▸ **TASK DIRECTIONS**:
Keep only the lines of the data below that contain "selection", and copy them.

Collected data:
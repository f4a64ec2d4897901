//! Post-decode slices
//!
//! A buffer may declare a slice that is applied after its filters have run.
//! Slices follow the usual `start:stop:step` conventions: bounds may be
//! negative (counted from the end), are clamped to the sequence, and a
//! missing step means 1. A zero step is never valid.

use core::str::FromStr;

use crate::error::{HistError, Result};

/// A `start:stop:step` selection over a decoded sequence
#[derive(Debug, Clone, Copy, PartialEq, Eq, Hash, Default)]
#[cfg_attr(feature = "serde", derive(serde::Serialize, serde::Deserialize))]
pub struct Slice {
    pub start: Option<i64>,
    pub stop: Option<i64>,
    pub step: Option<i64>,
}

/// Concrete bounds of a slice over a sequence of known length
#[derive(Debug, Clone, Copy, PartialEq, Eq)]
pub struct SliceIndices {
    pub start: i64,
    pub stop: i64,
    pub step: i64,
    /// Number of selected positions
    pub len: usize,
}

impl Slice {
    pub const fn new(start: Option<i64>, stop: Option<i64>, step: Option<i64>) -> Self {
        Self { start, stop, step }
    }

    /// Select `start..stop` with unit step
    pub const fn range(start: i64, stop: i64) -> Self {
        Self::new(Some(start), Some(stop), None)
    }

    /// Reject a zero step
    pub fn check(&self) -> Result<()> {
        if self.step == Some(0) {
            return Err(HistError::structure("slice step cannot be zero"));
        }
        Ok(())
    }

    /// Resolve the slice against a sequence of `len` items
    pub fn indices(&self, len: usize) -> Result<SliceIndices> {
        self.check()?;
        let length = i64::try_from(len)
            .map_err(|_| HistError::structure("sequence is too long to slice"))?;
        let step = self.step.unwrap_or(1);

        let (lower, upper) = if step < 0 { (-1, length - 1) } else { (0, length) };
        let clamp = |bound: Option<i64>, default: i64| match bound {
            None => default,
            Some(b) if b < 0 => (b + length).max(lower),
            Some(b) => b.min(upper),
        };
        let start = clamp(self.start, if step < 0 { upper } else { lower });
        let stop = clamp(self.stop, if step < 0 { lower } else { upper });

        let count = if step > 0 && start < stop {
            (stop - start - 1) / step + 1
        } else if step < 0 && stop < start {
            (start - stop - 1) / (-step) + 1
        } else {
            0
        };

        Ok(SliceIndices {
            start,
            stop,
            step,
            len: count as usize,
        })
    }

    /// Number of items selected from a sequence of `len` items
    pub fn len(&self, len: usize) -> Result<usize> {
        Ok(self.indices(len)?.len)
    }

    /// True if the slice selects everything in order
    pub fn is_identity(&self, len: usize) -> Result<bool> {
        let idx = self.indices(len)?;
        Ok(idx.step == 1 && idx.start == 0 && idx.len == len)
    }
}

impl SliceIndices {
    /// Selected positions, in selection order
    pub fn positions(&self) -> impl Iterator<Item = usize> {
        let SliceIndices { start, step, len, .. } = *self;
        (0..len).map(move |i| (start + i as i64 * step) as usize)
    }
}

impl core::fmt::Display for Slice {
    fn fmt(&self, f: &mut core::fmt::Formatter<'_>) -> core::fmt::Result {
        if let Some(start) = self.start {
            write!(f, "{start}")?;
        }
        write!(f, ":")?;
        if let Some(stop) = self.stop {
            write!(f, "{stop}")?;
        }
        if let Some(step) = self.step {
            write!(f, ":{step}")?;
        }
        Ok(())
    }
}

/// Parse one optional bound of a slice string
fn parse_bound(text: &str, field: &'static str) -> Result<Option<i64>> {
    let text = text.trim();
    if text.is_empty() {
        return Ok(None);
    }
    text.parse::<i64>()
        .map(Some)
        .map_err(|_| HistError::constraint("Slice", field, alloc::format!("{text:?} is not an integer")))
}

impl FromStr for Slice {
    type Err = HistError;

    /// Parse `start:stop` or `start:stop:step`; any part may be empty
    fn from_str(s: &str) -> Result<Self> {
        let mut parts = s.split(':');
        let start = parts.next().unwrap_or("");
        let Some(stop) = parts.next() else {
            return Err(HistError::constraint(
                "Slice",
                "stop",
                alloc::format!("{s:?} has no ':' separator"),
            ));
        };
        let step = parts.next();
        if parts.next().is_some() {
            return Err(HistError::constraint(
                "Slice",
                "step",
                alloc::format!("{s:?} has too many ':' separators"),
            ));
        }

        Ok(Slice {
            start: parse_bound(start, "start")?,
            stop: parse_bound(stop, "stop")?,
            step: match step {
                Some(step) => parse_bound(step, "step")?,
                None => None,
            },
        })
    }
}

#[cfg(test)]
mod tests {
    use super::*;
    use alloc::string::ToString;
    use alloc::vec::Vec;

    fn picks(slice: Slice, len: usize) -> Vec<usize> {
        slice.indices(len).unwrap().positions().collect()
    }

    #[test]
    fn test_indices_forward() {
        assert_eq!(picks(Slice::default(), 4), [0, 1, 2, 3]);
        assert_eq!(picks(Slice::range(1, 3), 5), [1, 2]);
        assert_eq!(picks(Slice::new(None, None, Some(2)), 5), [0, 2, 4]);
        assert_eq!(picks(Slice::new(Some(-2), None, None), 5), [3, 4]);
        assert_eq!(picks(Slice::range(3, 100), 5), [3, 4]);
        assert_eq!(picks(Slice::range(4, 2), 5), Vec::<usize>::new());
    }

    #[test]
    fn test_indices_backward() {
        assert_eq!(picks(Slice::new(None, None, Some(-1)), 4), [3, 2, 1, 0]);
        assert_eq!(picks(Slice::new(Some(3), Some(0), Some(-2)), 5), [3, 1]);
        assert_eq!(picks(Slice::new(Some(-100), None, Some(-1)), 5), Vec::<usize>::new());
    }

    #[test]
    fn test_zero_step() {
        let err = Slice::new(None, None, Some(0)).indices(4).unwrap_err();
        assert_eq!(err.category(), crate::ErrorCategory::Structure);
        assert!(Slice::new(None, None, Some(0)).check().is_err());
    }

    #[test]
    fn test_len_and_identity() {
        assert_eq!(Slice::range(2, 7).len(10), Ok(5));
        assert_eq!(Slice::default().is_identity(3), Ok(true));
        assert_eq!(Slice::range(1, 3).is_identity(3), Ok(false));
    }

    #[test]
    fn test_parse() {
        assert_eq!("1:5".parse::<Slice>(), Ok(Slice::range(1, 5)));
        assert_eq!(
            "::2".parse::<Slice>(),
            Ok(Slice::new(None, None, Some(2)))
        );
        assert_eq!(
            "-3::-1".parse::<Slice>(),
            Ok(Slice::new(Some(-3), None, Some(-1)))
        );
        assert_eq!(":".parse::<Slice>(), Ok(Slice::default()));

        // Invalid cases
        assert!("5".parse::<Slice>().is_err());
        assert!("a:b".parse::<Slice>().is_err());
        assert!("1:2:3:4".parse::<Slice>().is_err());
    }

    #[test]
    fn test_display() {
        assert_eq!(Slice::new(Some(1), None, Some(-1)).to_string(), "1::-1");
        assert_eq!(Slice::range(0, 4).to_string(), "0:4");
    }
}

▸ **REPLY**:
/// A `start:stop:step` selection over a decoded sequence
    /// Selected positions, in selection order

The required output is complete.